Speaking another language may be getting easier. Google is showing off Translatotron, a first-of-its-kind translation model that can directly convert speech from one language into another while maintaining a speaker's voice and cadence. The tool forgoes the usual step of translating speech to text and back to speech, which can often lead to errors along the way. Instead, the end-to-end technique directly translates a speaker's voice into another language. The company is hoping the development will open up future developments using the direct translation model.

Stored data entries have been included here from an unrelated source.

//! Policies that apply to a given principal.

use itertools::Itertools;
use serde::{Deserialize, Serialize};
use strum_macros::{AsRefStr, Display, EnumString};
use utoipa::ToSchema;

use crate::ast::{Effect, Policy, PolicyId, ScopeConstraint};

use super::EntityUid;

/// Why a policy's principal constraint admits the principal.
#[derive(
    Debug, Clone, Copy, PartialEq, Eq, Hash, Serialize, Deserialize, ToSchema, Display, AsRefStr,
)]
#[serde(rename_all = "snake_case")]
#[strum(serialize_all = "snake_case")]
pub enum PolicyMatchReason {
    PrincipalEq,
    PrincipalIn,
    PrincipalAny,
    PrincipalIs,
    PrincipalIsIn,
}

/// Restrict a listing to one effect.
#[derive(
    Debug,
    Clone,
    Copy,
    Default,
    PartialEq,
    Eq,
    Hash,
    Serialize,
    Deserialize,
    ToSchema,
    Display,
    EnumString,
)]
#[serde(rename_all = "lowercase")]
#[strum(serialize_all = "lowercase")]
pub enum PolicyEffectFilter {
    #[default]
    Any,
    Permit,
    Forbid,
}

impl PolicyEffectFilter {
    pub fn matches(&self, effect: Effect) -> bool {
        match self {
            PolicyEffectFilter::Any => true,
            PolicyEffectFilter::Permit => effect == Effect::Permit,
            PolicyEffectFilter::Forbid => effect == Effect::Forbid,
        }
    }
}

#[derive(Debug, Clone, PartialEq, Eq, Serialize, Deserialize)]
pub struct PolicyMatch {
    pub policy: Policy,
    pub reason: PolicyMatchReason,
}

/// The policies whose principal constraint admits one principal, in
/// policy-set order.
#[derive(Debug, Clone, PartialEq, Eq, Serialize, Deserialize)]
pub struct PrincipalPolicies {
    principal: EntityUid,
    matches: Vec<PolicyMatch>,
}

impl PrincipalPolicies {
    pub fn new(principal: EntityUid, matches: Vec<PolicyMatch>) -> Self {
        PrincipalPolicies { principal, matches }
    }

    pub fn principal(&self) -> &EntityUid {
        &self.principal
    }

    pub fn matches(&self) -> &[PolicyMatch] {
        &self.matches
    }

    pub fn is_empty(&self) -> bool {
        self.matches.is_empty()
    }

    pub fn len(&self) -> usize {
        self.matches.len()
    }

    pub fn policy_ids(&self) -> Vec<&PolicyId> {
        self.matches.iter().map(|m| m.policy.id()).collect()
    }

    /// Actions named by the matched policies' action constraints, sorted and
    /// deduplicated. Unconstrained actions contribute nothing.
    pub fn actions(&self) -> Vec<&EntityUid> {
        self.matches
            .iter()
            .flat_map(|m| match &m.policy.scope().action {
                ScopeConstraint::Eq { entity } | ScopeConstraint::In { entity } => vec![entity],
                ScopeConstraint::InSet { entities } => entities.iter().collect(),
                _ => Vec::new(),
            })
            .sorted()
            .dedup()
            .collect()
    }

    /// Get the actions as a sorted list of strings.
    pub fn actions_by_name(&self) -> Vec<String> {
        self.actions().iter().map(|a| a.to_string()).collect()
    }
}

#[cfg(test)]
mod tests {
    use super::*;

    fn action(id: &str) -> EntityUid {
        EntityUid::new("Action", id)
    }

    #[test]
    fn test_effect_filter() {
        assert!(PolicyEffectFilter::Any.matches(Effect::Forbid));
        assert!(PolicyEffectFilter::Permit.matches(Effect::Permit));
        assert!(!PolicyEffectFilter::Permit.matches(Effect::Forbid));
        assert_eq!(
            "forbid".parse::<PolicyEffectFilter>().unwrap(),
            PolicyEffectFilter::Forbid
        );
    }

    #[test]
    fn test_actions_sorted_and_deduplicated() {
        let matches = vec![
            PolicyMatch {
                policy: Policy::permit("p0")
                    .action(ScopeConstraint::in_set([action("view"), action("edit")])),
                reason: PolicyMatchReason::PrincipalEq,
            },
            PolicyMatch {
                policy: Policy::permit("p1").action(ScopeConstraint::eq(action("view"))),
                reason: PolicyMatchReason::PrincipalAny,
            },
            PolicyMatch {
                policy: Policy::forbid("p2"),
                reason: PolicyMatchReason::PrincipalAny,
            },
        ];
        let listing = PrincipalPolicies::new(EntityUid::new("User", "alice"), matches);

        assert_eq!(listing.len(), 3);
        assert_eq!(
            listing.actions_by_name(),
            vec![r#"Action::"edit""#, r#"Action::"view""#]
        );
        assert_eq!(
            listing.policy_ids(),
            vec![&PolicyId::new("p0"), &PolicyId::new("p1"), &PolicyId::new("p2")]
        );
    }

    #[test]
    fn test_reason_names() {
        assert_eq!(PolicyMatchReason::PrincipalIsIn.to_string(), "principal_is_in");
        assert_eq!(
            serde_json::to_value(PolicyMatchReason::PrincipalAny).unwrap(),
            serde_json::json!("principal_any")
        );
    }
}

According to Google, Translatotron uses a sequence-to-sequence network model that takes a voice input, processes it as a spectrogram -- a visual representation of frequencies -- and generates a new spectrogram in a target language. The result is a much faster translation with less likelihood of something getting lost along the way. The tool also works with an optional speaker encoder component, which works to maintain a speaker's voice. The translated speech is still synthesized and sounds a bit robotic, but can effectively maintain some elements of a speaker's voice. You can listen to samples of Translatotron's attempts to maintain a speaker's voice as it completes translations on Google Research's GitHub page. Some are certainly better than others, but it's a start.

Model architecture of Translatotron

Google has been fine-tuning its translations in recent months. Last year, the company introduced accents in Google Translate that can speak a variety of languages in region-based pronunciations and added more langauges to its real-time translation feature. Earlier this year, Google Assistant got an "interpreter mode" for smart displays and speakers that can translate between 26 languages.